Offshore production
The world’s consumption of fashion is huge. The European Union imported textiles (clothing and carpets) to the value of €83.7 billion in 2010. Prices have fallen, too, with hand-finished shirts costing less than five euros. To make clothes at these low prices, companies have to keep costs down. They use offshore production to do this. Large companies make their products in developing countries where workers are paid much less than in developed countries.
A point that should be considered in that case is that developing countries encourage developed countries to invest in them to provide jobs. Supporters of overseas production point out that increased investment has positive effects in the long term.

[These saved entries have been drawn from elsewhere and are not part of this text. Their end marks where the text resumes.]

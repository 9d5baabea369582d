//! Vector store abstraction and retrieval ranking for OHLCV window summaries.
//!
//! This crate provides:
//! - One [`VectorStoreAdapter`] contract over several search engines, with
//!   scores unified into a `[0, 1]` similarity
//! - A generic metadata [`FilterExpression`] translated per backend
//! - [`VectorStoreManager`], a facade that owns the active backend and can
//!   switch it at runtime
//! - [`Retriever`], which over-fetches, thresholds, reranks and truncates
//! - [`ResultRanker`], a multi-factor ranker (similarity, recency,
//!   metadata completeness, lexical relevance)
//!
//! # Backends
//!
//! | key | feature | notes |
//! |---|---|---|
//! | `memory` | always | in-process, not persistent |
//! | `flat` | always | exact flat index with optional JSON snapshot |
//! | `qdrant` | `qdrant` | Qdrant over gRPC |
//! | `pgvector` | `pgvector` | PostgreSQL with the pgvector extension |
//!
//! # Example
//!
//! ```rust,ignore
//! use std::sync::Arc;
//! use ohlcv_rag::{
//!     Document, FilterExpression, HashingEmbedder, Retriever, RetrieverConfig,
//!     VectorStoreManager,
//! };
//! use serde_json::json;
//!
//! let embedder = Arc::new(HashingEmbedder::default());
//! let manager = Arc::new(
//!     VectorStoreManager::create("memory", "ohlcv", embedder, json!({})).await?,
//! );
//! manager
//!     .add_documents(
//!         &[Document::new("AAPL uptrend strong gains")
//!             .with_field("ticker", "AAPL")
//!             .with_field("end_date", "2024-01-15")],
//!         None,
//!     )
//!     .await?;
//!
//! let retriever = Retriever::new(RetrieverConfig::default()).with_store(manager);
//! let filter = FilterExpression::new().eq("ticker", "AAPL")?;
//! let results = retriever.retrieve("AAPL uptrend", Some(2), Some(&filter)).await?;
//! ```

pub mod config;
pub mod document;
pub mod embedding;
pub mod error;
pub mod filter;
pub mod flat;
pub mod hashing;
pub mod inmemory;
pub mod manager;
pub mod registry;
pub mod reranker;
pub mod retriever;
pub mod similarity;
pub mod vectorstore;

#[cfg(feature = "openai")]
pub mod openai;
#[cfg(feature = "pgvector")]
pub mod pgvector;
#[cfg(feature = "qdrant")]
pub mod qdrant;

pub use config::{RetrieverConfig, RetrieverConfigBuilder};
pub use document::{Document, IndexedDocument, Metadata, SearchResult};
pub use embedding::EmbeddingProvider;
pub use error::{ErrorKind, RagError, Result};
pub use filter::{FieldCondition, FilterExpression, FilterOp, FilterValue};
pub use flat::{FlatIndexAdapter, FlatIndexConfig};
pub use hashing::{DEFAULT_HASHING_DIMENSIONS, HashingEmbedder};
pub use inmemory::{InMemoryAdapter, MemoryConfig};
pub use manager::{Priority, StoreRequirements, VectorStoreManager, recommend};
pub use registry::{AdapterConstructor, AdapterFuture, AdapterRegistry};
pub use reranker::{NoOpReranker, RankingFactors, RankingWeights, Reranker, ResultRanker};
pub use retriever::{RetrievalStats, Retriever, RetrieverStatus, pattern_query};
pub use similarity::{DistanceMetric, to_similarity};
pub use vectorstore::{
    AdapterContext, AdapterInfo, Capabilities, DEFAULT_BATCH_SIZE, Scale, StoreInfo,
    VectorStoreAdapter,
};

#[cfg(feature = "openai")]
pub use openai::{OpenAIConfig, OpenAIEmbeddingProvider};
#[cfg(feature = "pgvector")]
pub use pgvector::{PgVectorAdapter, PgVectorConfig};
#[cfg(feature = "qdrant")]
pub use qdrant::{QdrantAdapter, QdrantConfig};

Nobel prize-winning economist Paul Krugman points out that the growth in manufacturing has an impact on the rest of the economy, because it reduces the number of people needing to work in agriculture and increases competition for labour. This leads to higher wages, which lead to other improvements, such as the ability to send children to school. On the other hand, the disadvantage of this foreign investment is the fact that it can have a negative impact on the economy of developed countries, because people lose their jobs when production is outsourced to other countries.
It seems that if multinationals are going to benefit from low production costs by using overseas suppliers, they should do more to improve the social situation-for example, by building schools for the children in those communities. It is also clear that multinationals should invest in communities in the developed countries where they sell their products. Furthermore, given multinationals do benefit from lower costs of production in developing countries and their workers, they need to feel obliged to protect the workers in overseas manufacturing plants.